**WORK REQUIRED**: After locating the line with "## Quick Start" in the data that follows, return it and every later line exactly, up to and including the line with "at crate root".

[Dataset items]
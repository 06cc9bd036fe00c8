//! Historical stress window definitions.
//!
//! Each window is a fixed, named crisis period replayed against whatever
//! portion of the portfolio history overlaps it. The set and its boundary
//! dates are policy constants: keys and dates are part of the consumer
//! contract and must only change deliberately, with the version.

use chrono::NaiveDate;

/// A named historical crisis period.
#[derive(Debug, Clone, Copy, PartialEq)]
pub struct StressWindow {
    /// Stable key used in the result map.
    pub key: &'static str,

    /// Human-readable name.
    pub name: &'static str,

    /// One-line description for display.
    pub description: &'static str,

    /// First day of the window (inclusive).
    pub start: NaiveDate,

    /// Last day of the window (inclusive).
    pub end: NaiveDate,
}

impl StressWindow {
    /// Clamps the window to an analysis range.
    ///
    /// Returns the overlapping sub-range, or `None` when the window lies
    /// entirely outside `[start, end]`.
    #[must_use]
    pub fn overlap(&self, start: NaiveDate, end: NaiveDate) -> Option<(NaiveDate, NaiveDate)> {
        let lo = self.start.max(start);
        let hi = self.end.min(end);
        (lo <= hi).then_some((lo, hi))
    }
}

/// The standard stress windows evaluated on every request.
pub mod standard {
    use super::*;

    fn ymd(year: i32, month: u32, day: u32) -> NaiveDate {
        // All call sites pass literal, valid calendar dates.
        NaiveDate::from_ymd_opt(year, month, day).expect("valid calendar date")
    }

    /// Global Financial Crisis: Lehman Brothers bankruptcy filing through
    /// the S&P 500 trough of March 9, 2009.
    #[must_use]
    pub fn gfc_2008() -> StressWindow {
        StressWindow {
            key: "gfc_2008",
            name: "Global Financial Crisis",
            description: "Credit crisis from the Lehman collapse to the March 2009 trough",
            start: ymd(2008, 9, 12),
            end: ymd(2009, 3, 9),
        }
    }

    /// COVID-19 crash: the pre-pandemic high through the March 23 bottom.
    #[must_use]
    pub fn covid_crash() -> StressWindow {
        StressWindow {
            key: "covid_crash",
            name: "COVID-19 Market Crash",
            description: "Market crash during COVID-19 pandemic onset",
            start: ymd(2020, 2, 20),
            end: ymd(2020, 3, 23),
        }
    }

    /// 2022 inflation/rate-hike downturn, January through the October low.
    #[must_use]
    pub fn downturn_2022() -> StressWindow {
        StressWindow {
            key: "2022_downturn",
            name: "2022 Market Downturn",
            description: "Market decline due to inflation and rate hikes",
            start: ymd(2022, 1, 1),
            end: ymd(2022, 10, 12),
        }
    }

    /// Returns all standard windows, oldest first.
    #[must_use]
    pub fn all() -> Vec<StressWindow> {
        vec![gfc_2008(), covid_crash(), downturn_2022()]
    }
}
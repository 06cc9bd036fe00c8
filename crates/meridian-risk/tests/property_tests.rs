//! Property-based tests for risk metric invariants.
//!
//! These tests verify key mathematical properties that should always hold:
//! - Normalized weights sum to 1.0
//! - Drawdowns are never positive and the maximum is the series minimum
//! - VaR is monotone across confidence levels
//! - The correlation matrix is symmetric, bounded, and has a unit diagonal
//! - Compounding the portfolio returns reproduces the value series
//! - The rolling volatility series has the expected length

use chrono::NaiveDate;
use meridian_risk::prelude::*;
use meridian_risk::{
    correlation_matrix, compute_returns, drawdown_series, return_distribution, rolling_volatility,
};

// =============================================================================
// TEST DATA GENERATORS
// =============================================================================

/// Simple deterministic hash for test data generation.
fn simple_hash(seed: u64, i: u64) -> u64 {
    let mut x = seed.wrapping_add(i).wrapping_mul(0x517cc1b727220a95);
    x ^= x >> 32;
    x = x.wrapping_mul(0x517cc1b727220a95);
    x ^= x >> 32;
    x
}

fn start_date() -> NaiveDate {
    NaiveDate::from_ymd_opt(2022, 1, 3).unwrap()
}

/// Generates a daily return in roughly ±5%.
fn synthetic_return(seed: u64, i: u64) -> f64 {
    (simple_hash(seed, i) % 10_001) as f64 / 10_000.0 * 0.10 - 0.05
}

/// Generates a price series of `n` observations with pseudo-random moves.
fn generate_series(ticker: &str, seed: u64, n: usize) -> PriceSeries {
    let mut close = 50.0 + (simple_hash(seed, 0) % 200) as f64;
    let pairs = (0..n).map(|i| {
        if i > 0 {
            close *= 1.0 + synthetic_return(seed, i as u64);
        }
        (start_date() + chrono::Days::new(i as u64), close)
    });
    PriceSeries::from_pairs(ticker, pairs).unwrap()
}

fn generate_returns(seed: u64, n: usize) -> Vec<f64> {
    (0..n).map(|i| synthetic_return(seed, i as u64)).collect()
}

fn full_range_request(tickers: &[&str], weights: &[f64]) -> AnalysisRequest {
    AnalysisRequest::new(
        tickers.iter().map(|t| t.to_string()).collect(),
        weights.to_vec(),
        NaiveDate::from_ymd_opt(2022, 1, 1).unwrap(),
        NaiveDate::from_ymd_opt(2024, 12, 31).unwrap(),
    )
}

// =============================================================================
// PROPERTY: NORMALIZED WEIGHTS SUM TO 1.0
// =============================================================================

#[test]
fn property_normalized_weights_sum_to_one() {
    let config = EngineConfig::default();

    for seed in 0..10 {
        for size in [1, 2, 5, 10] {
            // Random positive weights rescaled to sum to 100.
            let raw: Vec<f64> = (0..size)
                .map(|i| 1.0 + (simple_hash(seed, i as u64) % 1000) as f64)
                .collect();
            let total: f64 = raw.iter().sum();
            let weights: Vec<f64> = raw.iter().map(|w| w / total * 100.0).collect();
            let tickers: Vec<String> = (0..size).map(|i| format!("T{i}")).collect();
            let ticker_refs: Vec<&str> = tickers.iter().map(String::as_str).collect();

            let spec =
                PortfolioSpec::from_request(&full_range_request(&ticker_refs, &weights), &config)
                    .unwrap();

            let sum: f64 = spec.holdings().iter().map(|h| h.weight).sum();
            assert!(
                (sum - 1.0).abs() < 0.001,
                "Normalized weights should sum to 1.0, got {sum} for size={size}, seed={seed}"
            );
        }
    }
}

// =============================================================================
// PROPERTY: DRAWDOWN IS NON-POSITIVE, MAXIMUM IS THE MINIMUM
// =============================================================================

#[test]
fn property_drawdown_never_positive() {
    for seed in 0..20 {
        let returns = generate_returns(seed, 120);
        let values = meridian_risk::value_series(&returns, 100_000.0);
        let series = drawdown_series(&values);

        assert!(
            series.iter().all(|&d| d <= 1e-12),
            "Drawdown must be <= 0 everywhere, seed={seed}"
        );

        let extreme = max_drawdown(&values).unwrap();
        let min = series.iter().copied().fold(f64::INFINITY, f64::min);
        assert!(
            (extreme.drawdown - min).abs() < 1e-12,
            "Max drawdown should equal the series minimum, seed={seed}"
        );
    }
}

// =============================================================================
// PROPERTY: VAR IS MONOTONE ACROSS CONFIDENCE LEVELS
// =============================================================================

#[test]
fn property_var_monotone_in_confidence() {
    for seed in 0..20 {
        for size in [5, 30, 250] {
            let returns = generate_returns(seed, size);

            assert!(
                historical_var(&returns, 0.99) <= historical_var(&returns, 0.95) + 1e-12,
                "99% historical VaR must not be above 95%, size={size}, seed={seed}"
            );
            assert!(
                parametric_var(&returns, 0.99) <= parametric_var(&returns, 0.95) + 1e-12,
                "99% parametric VaR must not be above 95%, size={size}, seed={seed}"
            );
        }
    }
}

// =============================================================================
// PROPERTY: CORRELATION MATRIX IS SYMMETRIC AND BOUNDED
// =============================================================================

#[test]
fn property_correlation_matrix_well_formed() {
    let config = EngineConfig::default();

    for seed in 0..10 {
        let series: Vec<PriceSeries> = (0..4)
            .map(|i| generate_series(&format!("T{i}"), seed * 17 + i, 90))
            .collect();

        let matrix = meridian_risk::align_prices(
            &series,
            None,
            NaiveDate::from_ymd_opt(2022, 1, 1).unwrap(),
            NaiveDate::from_ymd_opt(2024, 12, 31).unwrap(),
            &config,
        )
        .unwrap();
        let returns = compute_returns(&matrix, &config).unwrap();
        let correlations = correlation_matrix(&returns, &config).unwrap();

        for a in returns.tickers() {
            let diagonal = correlations[a][a];
            assert!(
                (diagonal - 1.0).abs() < 1e-9,
                "Diagonal must be 1.0, got {diagonal} for seed={seed}"
            );

            for b in returns.tickers() {
                let forward = correlations[a][b];
                let backward = correlations[b][a];
                assert!(
                    (forward - backward).abs() < 1e-12,
                    "Matrix must be symmetric, seed={seed}"
                );
                assert!(
                    (-1.0 - 1e-9..=1.0 + 1e-9).contains(&forward),
                    "Coefficient out of [-1, 1]: {forward}, seed={seed}"
                );
            }
        }
    }
}

// =============================================================================
// PROPERTY: VALUE SERIES ROUND TRIP
// =============================================================================

#[test]
fn property_value_series_round_trip() {
    for seed in 0..20 {
        let returns = generate_returns(seed, 100);
        let values = meridian_risk::value_series(&returns, 100_000.0);

        // Recover returns from the value series, then compound again.
        let recovered: Vec<f64> = values.windows(2).map(|w| (w[1] - w[0]) / w[0]).collect();
        let recompounded = meridian_risk::value_series(&recovered, 100_000.0);

        assert_eq!(values.len(), recompounded.len());
        for (a, b) in values.iter().zip(&recompounded) {
            assert!(
                (a - b).abs() < 1e-6,
                "Round-tripped value series diverged: {a} vs {b}, seed={seed}"
            );
        }
    }
}

// =============================================================================
// PROPERTY: ROLLING VOLATILITY LENGTH
// =============================================================================

#[test]
fn property_rolling_volatility_length() {
    let config = EngineConfig::default();

    for seed in 0..5 {
        for size in [0, 10, 29, 30, 31, 100] {
            let returns = generate_returns(seed, size);
            let dates: Vec<NaiveDate> = (0..size)
                .map(|i| start_date() + chrono::Days::new(i as u64))
                .collect();

            let series = rolling_volatility(&returns, &dates, &config);
            let expected = size.saturating_sub(config.rolling_window - 1);
            assert_eq!(
                series.len(),
                expected,
                "Rolling series length mismatch for size={size}, seed={seed}"
            );
            assert!(series.iter().all(|p| p.volatility >= 0.0));
        }
    }
}

// =============================================================================
// PROPERTY: DISTRIBUTION COUNTS COVER EVERY OBSERVATION
// =============================================================================

#[test]
fn property_distribution_counts_total() {
    let config = EngineConfig::default();

    for seed in 0..10 {
        for size in [1, 7, 100, 500] {
            let returns = generate_returns(seed, size);
            let bins = return_distribution(&returns, &config);

            let counted: usize = bins.iter().map(|b| b.count).sum();
            assert_eq!(
                counted, size,
                "Histogram must count every observation, size={size}, seed={seed}"
            );
        }
    }
}

// =============================================================================
// PROPERTY: FULL PIPELINE IS DETERMINISTIC
// =============================================================================

#[test]
fn property_engine_deterministic() {
    let engine = RiskEngine::new();

    for seed in 0..5 {
        let prices = vec![
            generate_series("A", seed, 200),
            generate_series("B", seed + 100, 200),
        ];
        let request = full_range_request(&["A", "B"], &[70.0, 30.0]);

        let first = engine.analyze(&request, &prices, None).unwrap();
        let second = engine.analyze(&request, &prices, None).unwrap();
        assert_eq!(first, second, "Engine must be idempotent, seed={seed}");
    }
}
//! # Meridian Core
//!
//! Shared types, configuration and errors for the Meridian portfolio
//! analytics workspace.
//!
//! This crate holds everything the engine crate consumes but does not
//! compute: the validated request/portfolio types, price series with their
//! ordering invariants, the engine configuration constants, and the error
//! taxonomy.
//!
//! ## Design Philosophy
//!
//! - **Validate once**: [`PortfolioSpec`] and [`PriceSeries`] check their
//!   invariants at construction and are immutable afterwards.
//! - **Explicit constants**: every policy value (annualization factor, base
//!   portfolio value, window lengths) lives in [`EngineConfig`] so tests can
//!   override it.
//! - **Hard vs. soft failures**: [`RiskError`] covers only the conditions
//!   that abort a request; recoverable conditions degrade output fields
//!   instead.

#![warn(missing_docs)]
#![warn(rustdoc::missing_crate_level_docs)]
#![allow(clippy::module_name_repetitions)]

pub mod config;
pub mod error;
pub mod types;

pub use config::EngineConfig;
pub use error::{RiskError, RiskResult};
pub use types::{AnalysisRequest, Holding, PortfolioSpec, PricePoint, PriceSeries, MAX_HOLDINGS};
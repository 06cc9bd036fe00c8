//! Market sensitivity (beta).

use super::mean;

/// Ordinary-least-squares slope of portfolio returns on benchmark returns:
/// `cov(portfolio, benchmark) / var(benchmark)`.
///
/// Returns `None` when the series are empty, differ in length, or the
/// benchmark has zero variance. Beta is an optional enrichment; callers
/// report absence instead of failing.
#[must_use]
pub fn beta(portfolio: &[f64], benchmark: &[f64]) -> Option<f64> {
    if portfolio.is_empty() || portfolio.len() != benchmark.len() {
        return None;
    }

    let port_mean = mean(portfolio);
    let bench_mean = mean(benchmark);

    let mut covariance = 0.0;
    let mut bench_variance = 0.0;
    for (p, b) in portfolio.iter().zip(benchmark) {
        covariance += (p - port_mean) * (b - bench_mean);
        bench_variance += (b - bench_mean) * (b - bench_mean);
    }

    if bench_variance == 0.0 {
        return None;
    }

    Some(covariance / bench_variance)
}
//! # Meridian Risk
//!
//! Portfolio risk and performance metrics from historical price series.
//!
//! The crate implements a deterministic pipeline: per-ticker price series
//! are aligned onto a common trading calendar, converted to daily simple
//! returns, composed into a weighted portfolio series, and fanned out into
//! independent estimators.
//!
//! ## Design Philosophy
//!
//! - **Pure functions**: all inputs explicit, no I/O, no caching, no global
//!   state; identical inputs produce identical outputs
//! - **Hard vs. soft failure**: bad input aborts the request with a typed
//!   error; an inapplicable metric degrades to null/absence while the rest
//!   of the result is still produced
//! - **Config-driven constants**: annualization, base value, window lengths
//!   and bin counts come from [`EngineConfig`], never inline literals
//!
//! ## Pipeline
//!
//! - [`align`] - trading-day inner join across tickers and benchmark
//! - [`returns`] - daily simple returns per column
//! - [`portfolio`] - weighted composition and value compounding
//! - [`stats`] - volatility, Sharpe, VaR, drawdown, beta
//! - [`correlation`] - pairwise Pearson matrix
//! - [`rolling`] - trailing-window annualized volatility
//! - [`distribution`] - return histogram
//! - [`stress`] - historical crisis-window replay
//! - [`engine`] - the [`RiskEngine`] orchestrating all of the above
//!
//! ## Quick Start
//!
//! ```rust,ignore
//! use meridian_risk::prelude::*;
//!
//! let request = AnalysisRequest::new(tickers, weights, start, end);
//! let engine = RiskEngine::new();
//! let result = engine.analyze(&request, &price_series, Some(&spy))?;
//!
//! println!("sharpe: {:?}", result.metrics.sharpe_ratio);
//! println!("95% daily VaR: {}", result.metrics.var.daily.historical_95);
//! ```
//!
//! ## Feature Flags
//!
//! - `parallel`: rayon-based parallel processing of per-ticker columns

#![warn(missing_docs)]
#![warn(rustdoc::missing_crate_level_docs)]
#![allow(clippy::module_name_repetitions)]

// Module declarations
pub mod align;
pub mod correlation;
pub mod distribution;
pub mod engine;
pub mod parallel;
pub mod portfolio;
pub mod result;
pub mod returns;
pub mod rolling;
pub mod stats;
pub mod stress;

// Re-export error and core types at crate root
pub use meridian_core::{
    AnalysisRequest, EngineConfig, Holding, PortfolioSpec, PricePoint, PriceSeries, RiskError,
    RiskResult,
};

// Re-export the pipeline surface
pub use align::{align as align_prices, AlignedMatrix};
pub use correlation::{correlation_matrix, pearson, CorrelationMatrix};
pub use distribution::{return_distribution, ReturnBin};
pub use engine::RiskEngine;
pub use parallel::{maybe_parallel_filter_map, maybe_parallel_map};
pub use portfolio::{portfolio_returns, value_series};
pub use result::{DrawdownPoint, Metrics, MetricsResult, ValuePoint};
pub use returns::{compute_returns, simple_returns, ReturnMatrix};
pub use rolling::{rolling_volatility, RollingVolatilityPoint};
pub use stats::{
    annual_return, annual_volatility, beta, daily_volatility, drawdown_series, historical_var,
    max_drawdown, parametric_var, sharpe_ratio, DrawdownExtreme, VarEstimates, VarLevels,
};
pub use stress::{
    run_stress_windows, standard as stress_windows, worst_day_overall, StressPeriodResult,
    StressWindow, WorstDay,
};

/// Prelude module for convenient imports.
///
/// ```rust,ignore
/// use meridian_risk::prelude::*;
/// ```
pub mod prelude {
    // Error types
    pub use meridian_core::{RiskError, RiskResult};

    // Core types
    pub use meridian_core::{AnalysisRequest, EngineConfig, PortfolioSpec, PricePoint, PriceSeries};

    // Engine and result
    pub use crate::engine::RiskEngine;
    pub use crate::result::{DrawdownPoint, Metrics, MetricsResult, ValuePoint};

    // Estimators
    pub use crate::stats::{
        annual_return, annual_volatility, beta, historical_var, max_drawdown, parametric_var,
        sharpe_ratio, VarEstimates,
    };

    // Stress replay
    pub use crate::stress::{run_stress_windows, StressPeriodResult, StressWindow, WorstDay};

    // Re-export commonly used types from dependencies
    pub use chrono::NaiveDate;
}
//! Weighted portfolio composition.
//!
//! Collapses per-ticker return columns into one portfolio return series and
//! compounds it into a value series from a fixed starting capital.

use crate::returns::ReturnMatrix;
use meridian_core::{PortfolioSpec, RiskError, RiskResult};
use std::collections::HashMap;

/// Composes the weighted daily portfolio return series.
///
/// `R_p[t] = Σ_i w_i · R_i[t]`, with weights as fractions from the
/// validated spec.
///
/// # Errors
///
/// Returns [`RiskError::Validation`] if a matrix ticker has no weight in
/// the portfolio spec; the engine builds both from the same request so
/// this only fires on misuse of the library API.
pub fn portfolio_returns(returns: &ReturnMatrix, spec: &PortfolioSpec) -> RiskResult<Vec<f64>> {
    let weights: HashMap<&str, f64> = spec
        .holdings()
        .iter()
        .map(|h| (h.ticker.as_str(), h.weight))
        .collect();

    let mut column_weights = Vec::with_capacity(returns.tickers().len());
    for ticker in returns.tickers() {
        let weight = weights.get(ticker.as_str()).ok_or_else(|| {
            RiskError::validation(format!("ticker '{ticker}' has no weight in the portfolio spec"))
        })?;
        column_weights.push(*weight);
    }

    let mut series = vec![0.0; returns.len()];
    for (column, weight) in returns.columns().iter().zip(&column_weights) {
        for (acc, r) in series.iter_mut().zip(column) {
            *acc += weight * r;
        }
    }

    Ok(series)
}

/// Compounds daily returns into a value series starting at `base`.
///
/// `value[0] = base`, `value[t] = value[t-1] · (1 + r[t])`. The output has
/// one more point than the input: the base value on the first aligned date.
#[must_use]
pub fn value_series(returns: &[f64], base: f64) -> Vec<f64> {
    let mut values = Vec::with_capacity(returns.len() + 1);
    let mut value = base;
    values.push(value);
    for r in returns {
        value *= 1.0 + r;
        values.push(value);
    }
    values
}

**OUTPUT BELOW**:
//! ## Quick Start
//!
//! ```rust,ignore
//! use meridian_risk::prelude::*;
//!
//! let request = AnalysisRequest::new(tickers, weights, start, end);
//! let engine = RiskEngine::new();
//! let result = engine.analyze(&request, &price_series, Some(&spy))?;
//!
//! println!("sharpe: {:?}", result.metrics.sharpe_ratio);
//! println!("95% daily VaR: {}", result.metrics.var.daily.historical_95);
//! ```
//!
//! ## Feature Flags
//!
//! - `parallel`: rayon-based parallel processing of per-ticker columns

#![warn(missing_docs)]
#![warn(rustdoc::missing_crate_level_docs)]
#![allow(clippy::module_name_repetitions)]

// Module declarations
pub mod align;
pub mod correlation;
pub mod distribution;
pub mod engine;
pub mod parallel;
pub mod portfolio;
pub mod result;
pub mod returns;
pub mod rolling;
pub mod stats;
pub mod stress;

// Re-export error and core types at crate root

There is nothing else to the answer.